O cardeal Cañizares não foi o único a ter caído nessa armadilha. Ou a acreditar que as intemperanças litúrgicas do Caminho, se houver, são mínimas e perdoáveis, em comparação com o fervor de fé daqueles que delas participam.
Como ele, inúmeros outros cardeais e bispos têm um olhar de consideração pelos neocatecumenais, em particular na Espanha. Na Cúria Vaticana, o prefeito da Propaganda Fide, Fernando Filoni, anteriormente secretário de Estado substituto, é um de seus fortes defensores.
Assim, enquanto com outros movimentos católicos as autoridades vaticanas são inflexíveis ao exigir o respeito pelas normas litúrgicas, com os neocatecumenais elas são mais indulgentes. Por exemplo, tolera-se que, nas suas missas, as "ressonâncias" continuem transbordando, quando, ao contrário, na poderosa Comunidade de Santo Egídio se ordenou, há anos, que a homilia seja proferida exclusivamente pelo sacerdote, e não mais – como acontecia antes – pelo seu fundador, Andrea Riccardi, ou por outros líderes leigos da comunidade.

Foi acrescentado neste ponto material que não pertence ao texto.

//! This module defines the services that are exposed by this crate

use uuid::Uuid;

use crate::domain::{
    models::{
        ListPropertyDefinitionsParams, PropertyDefinition, PropertyDefinitionErr,
        PropertyDefinitionFilters, PropertyDefinitionView, TeamId,
    },
    ports::{PropertyDefinitionRepo, PropertyDefinitionService, PropertyTagRepo},
    query::PropertyDefinitionQuery,
};


/// concrete struct which implements [PropertyDefinitionService]
#[derive(Clone)]
pub struct PropertyDefinitionServiceImpl<R, T> {
    /// the interface for reading definitions
    definitions: R,
    /// the interface for reading tags
    tags: T,
}

impl<R, T> PropertyDefinitionServiceImpl<R, T>
where
    R: PropertyDefinitionRepo,
    anyhow::Error: From<R::Err>,
    T: PropertyTagRepo,
    anyhow::Error: From<T::Err>,
{
    /// create a new instance of this service
    pub fn new(definitions: R, tags: T) -> Self {
        PropertyDefinitionServiceImpl { definitions, tags }
    }

    async fn attach_tags(
        &self,
        team_id: TeamId,
        definitions: Vec<PropertyDefinition>,
    ) -> Result<Vec<PropertyDefinitionView>, PropertyDefinitionErr> {
        if definitions.is_empty() {
            return Ok(Vec::new());
        }

        let mut tags = self
            .tags
            .get_tags_for_definitions(team_id, definitions.iter().map(|d| d.id).collect())
            .await
            .map_err(anyhow::Error::from)?;

        Ok(definitions
            .into_iter()
            .map(|definition| {
                let mut names = tags.remove(&definition.id).unwrap_or_default();
                names.sort();
                PropertyDefinitionView::new(definition, names)
            })
            .collect())
    }
}

impl<R, T> PropertyDefinitionService for PropertyDefinitionServiceImpl<R, T>
where
    R: PropertyDefinitionRepo,
    anyhow::Error: From<R::Err>,
    T: PropertyTagRepo,
    anyhow::Error: From<T::Err>,
{
    #[tracing::instrument(err(Debug), skip(self))]
    async fn list(
        &self,
        team_id: TeamId,
        params: ListPropertyDefinitionsParams,
    ) -> Result<Vec<PropertyDefinitionView>, PropertyDefinitionErr> {
        let filters = PropertyDefinitionFilters::try_from(params)?;
        let query = PropertyDefinitionQuery::compose(team_id, &filters);

        let definitions = self
            .definitions
            .list_property_definitions(query)
            .await
            .map_err(anyhow::Error::from)?;

        tracing::debug!(count = definitions.len(), "listed property definitions");

        self.attach_tags(team_id, definitions).await
    }

    #[tracing::instrument(err(Debug), skip(self))]
    async fn retrieve(
        &self,
        team_id: TeamId,
        id: Uuid,
    ) -> Result<PropertyDefinitionView, PropertyDefinitionErr> {
        let definition = self
            .definitions
            .get_property_definition(team_id, id)
            .await
            .map_err(anyhow::Error::from)?
            .ok_or(PropertyDefinitionErr::NotFound(id))?;

        self.attach_tags(team_id, vec![definition])
            .await?
            .pop()
            .ok_or(PropertyDefinitionErr::NotFound(id))
    }

    #[tracing::instrument(err(Debug), skip(self, _payload))]
    async fn create(
        &self,
        team_id: TeamId,
        _payload: serde_json::Value,
    ) -> Result<PropertyDefinitionView, PropertyDefinitionErr> {
        Err(PropertyDefinitionErr::Unsupported)
    }

    #[tracing::instrument(err(Debug), skip(self, _payload))]
    async fn update(
        &self,
        team_id: TeamId,
        id: Uuid,
        _payload: serde_json::Value,
    ) -> Result<PropertyDefinitionView, PropertyDefinitionErr> {
        Err(PropertyDefinitionErr::FeatureGated)
    }
}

Essa indulgência generalizada com relação às licenças litúrgicas dos neocatecumenais tem uma explicação que remonta aos primórdios do movimento e que é útil relembrar.
"Lutero tinha razão"
No campo litúrgico, mais do que Kiko, foi a cofundadora Carmen Hernéndez que moldou o "rito" neocatecumenal.
Nos anos do Concílio Vaticano II imediatamente posteriores, quando ela ainda portava o hábito religioso das Misioneras de Cristo Jesús e estudava para obter a licenciatura em teologia, Carmen se apaixonou pela renovação da liturgia. Seus mestres e inspiradores foram, na Espanha, o liturgista Pedro Farnés Scherer e, em Roma, o Pe. Luigi della Torre, este também liturgista de destaque, pároco da Igreja da Natividade em Via Gallia, que foi uma das primeiras sedes romanas do movimento, e o Mons. Annibale Bugnini, na época poderoso secretário da Congregação vaticana para o Culto Divino e principal artífice da reforma litúrgica pós-conciliar.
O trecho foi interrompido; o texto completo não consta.